Unsupported combining diacritic


#1

Curious, I noticed today there is a character U+0341, Combining Acute Tone Mark, that is not supported by the Charis SIL font. Apparently it is different than U+0301, in that it does not go over the middle of the preceding character but sits in the space between the preceding character and the following character.

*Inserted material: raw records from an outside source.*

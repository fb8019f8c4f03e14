//! Project HTTP routes
//!
//! The host-app surface: list the caller's projects and open an editing
//! session on one of them.

use std::sync::Arc;

use axum::{
    extract::{Path, Query, State},
    routing::get,
    Json, Router,
};
use serde::Deserialize;

use crate::gateway::{EditorConfig, ProjectSummary};

use super::response::{reject_gateway, ApiRejection};
use super::state::AppState;

/// Project routes with shared state
pub fn project_routes(state: Arc<AppState>) -> Router {
    Router::new()
        .route("/projects", get(list_projects_handler))
        .route(
            "/projects/:project_id/document-config",
            get(document_config_handler),
        )
        .with_state(state)
}

// ==================
// Request Types
// ==================

/// Principal token carried in the query string
#[derive(Debug, Deserialize)]
pub struct PrincipalQuery {
    pub token: Option<String>,
}

// ==================
// Handlers
// ==================

/// List the projects the caller is a member of
async fn list_projects_handler(
    State(state): State<Arc<AppState>>,
    Query(query): Query<PrincipalQuery>,
) -> Result<Json<Vec<ProjectSummary>>, ApiRejection> {
    state
        .gateway
        .list_projects(query.token.as_deref())
        .map(Json)
        .map_err(reject_gateway)
}

/// Open an editing session and return the engine configuration
async fn document_config_handler(
    State(state): State<Arc<AppState>>,
    Path(project_id): Path<String>,
    Query(query): Query<PrincipalQuery>,
) -> Result<Json<EditorConfig>, ApiRejection> {
    state
        .gateway
        .open_session(&project_id, query.token.as_deref())
        .map(Json)
        .map_err(reject_gateway)
}
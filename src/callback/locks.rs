//! Per-document commit locks
//!
//! Two concurrent ready-to-save callbacks for the same document must not
//! interleave: the file replace itself is atomic, but read-bump-write of
//! the version counter is not. One async mutex per document id
//! serializes the whole commit; commits for different documents never
//! wait on each other.

use std::collections::HashMap;
use std::sync::{Arc, Mutex};

use tokio::sync::Mutex as AsyncMutex;

/// Registry of per-document commit locks, created on first use
#[derive(Debug, Default)]
pub struct DocumentLocks {
    locks: Mutex<HashMap<String, Arc<AsyncMutex<()>>>>,
}

impl DocumentLocks {
    pub fn new() -> Self {
        Self::default()
    }

    /// Lock handle for one document id.
    pub fn for_document(&self, document_id: &str) -> Arc<AsyncMutex<()>> {
        let mut locks = self.locks.lock().unwrap_or_else(|e| e.into_inner());
        locks
            .entry(document_id.to_string())
            .or_insert_with(|| Arc::new(AsyncMutex::new(())))
            .clone()
    }
}

#[cfg(test)]
mod tests {
    use super::*;

    #[test]
    fn test_same_document_same_lock() {
        let locks = DocumentLocks::new();

        let first = locks.for_document("doc-a");
        let second = locks.for_document("doc-a");
        assert!(Arc::ptr_eq(&first, &second));
    }

    #[test]
    fn test_different_documents_different_locks() {
        let locks = DocumentLocks::new();

        let a = locks.for_document("doc-a");
        let b = locks.for_document("doc-b");
        assert!(!Arc::ptr_eq(&a, &b));
    }

    #[tokio::test]
    async fn test_lock_serializes_holders() {
        let locks = DocumentLocks::new();

        let handle = locks.for_document("doc-a");
        let guard = handle.lock().await;

        let contender = locks.for_document("doc-a");
        assert!(contender.try_lock().is_err());

        drop(guard);
        assert!(contender.try_lock().is_ok());
    }
}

Was it deliberate to not include it in Charis SIL?


#2

0341 and 0342 aren’t for general use - they were meant only for Vietnamese - and their use is discouraged. The Unicode Standard says “Vietnamese-specific accent placement should be handled instead by specialized rendering of 0300 and 0301. Use of 0340 and 0341 is discouraged.” So we discourage it by not providing it. If you are encoding Vietnamese you should use 0300 and 0301.


#3

If you look in the Unicode charts you will see the use of U+0340 and U+0341 are discouraged. They also say it is preferred to use U+0300 and U+0301. So, we chose not to include them in our fonts as a good way to discourage their usage.


#4

Thanks for the explanation. I’m used to looking up info on characters by typing the code into the search bar, and none of those sources say this character is not recommended. So apparently they don’t have all the information.

What pops up in my search:
fileformat.info
compart.com
graphemica.com
charbase.com


#5

You may do better by using ScriptSource. We created that site because other sites were incomplete, misleading, or just plain wrong.


#6

Most sites that present Unicode character information will list only what is in the character properties database. (In particular, such sites rarely inform about any prose within the Unicode standard that may be relevant.)

The clue in those properties that suggests there is more to the story about U+0340 and U+0341 is that they have singleton canonical decompositions to U+0300 and U+0301, respectively. Such decompositions mean there is no behavior difference between, for example U+0341 and U+0301, which raises the question of why are they in the standard and thus there must be more info about them. Time to look in the prose.

FYI, the excerpt Victor quoted can be found in https://www.unicode.org/charts/nameslist/n_0300.html or the charts at https://www.unicode.org/charts/PDF/U0300.pdf


#7

And yes: Kudos to ScriptSource for picking up the block annotations – most sites don’t!


#8

Why doesn’t scriptsource come up in google searches a highly as the three listed by the OP? I use those three sites as well because they do come up in google searches at the top of the list.


#9

Now that I know that scriptsource has character info, I’ll start looking there.